The number of previous
on-screen adaptations speak to the story’s obvious timelessness, but what’s new
here is the modern urgency Gerwig finds by highlighting key sections in the
lives of Jo March, her friends and family, and fitting them together into a
narrative that uses juxtaposition and non-liner progression to make smartly
contemporary points. Woman’s agency, their relationship to money, and class
tensions are all just as relevant here as the tales of love, both familial and
romantic, that have been fore fronted in previous versions.
The through line of the
film is Jo’s (Ronan) quest to become a published author living in New York, and
her struggles with the practical difficulties of that, as well as trying to
find her voice as a writer, are used by Gerwig to draw parallels between
Alcott, her fictional heroine, and Gerwig herself, along with countless other
little women over the last 150 years.

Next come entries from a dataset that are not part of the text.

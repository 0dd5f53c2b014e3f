//! External service clients

pub mod registry;

pub use registry::{ConsulRegistry, RegistrationError, ServiceRegistry};
//! HTTP server: actix wiring around the generation pipeline

pub mod builder;
pub mod routes;
pub mod server;
pub mod state;

pub use server::HttpServer;
pub use state::AppState;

There is a real sense of the impact of
the novel, the way it has become a source of connection for so many generations
of girls, young and old, including those onscreen.
This is a real
masterpiece of a film, and what most excites me is that we are seeing in real
time the development of Gerwig, Ronan and Chalamet into maybe the most exciting
young team in American cinema. After Ladybird and Little women, the promise of
what this group could produce in the coming decade makes me feel like Jo March
watching her first book be printed into existence, a sense that the world of
art could be about to make a great leap forward.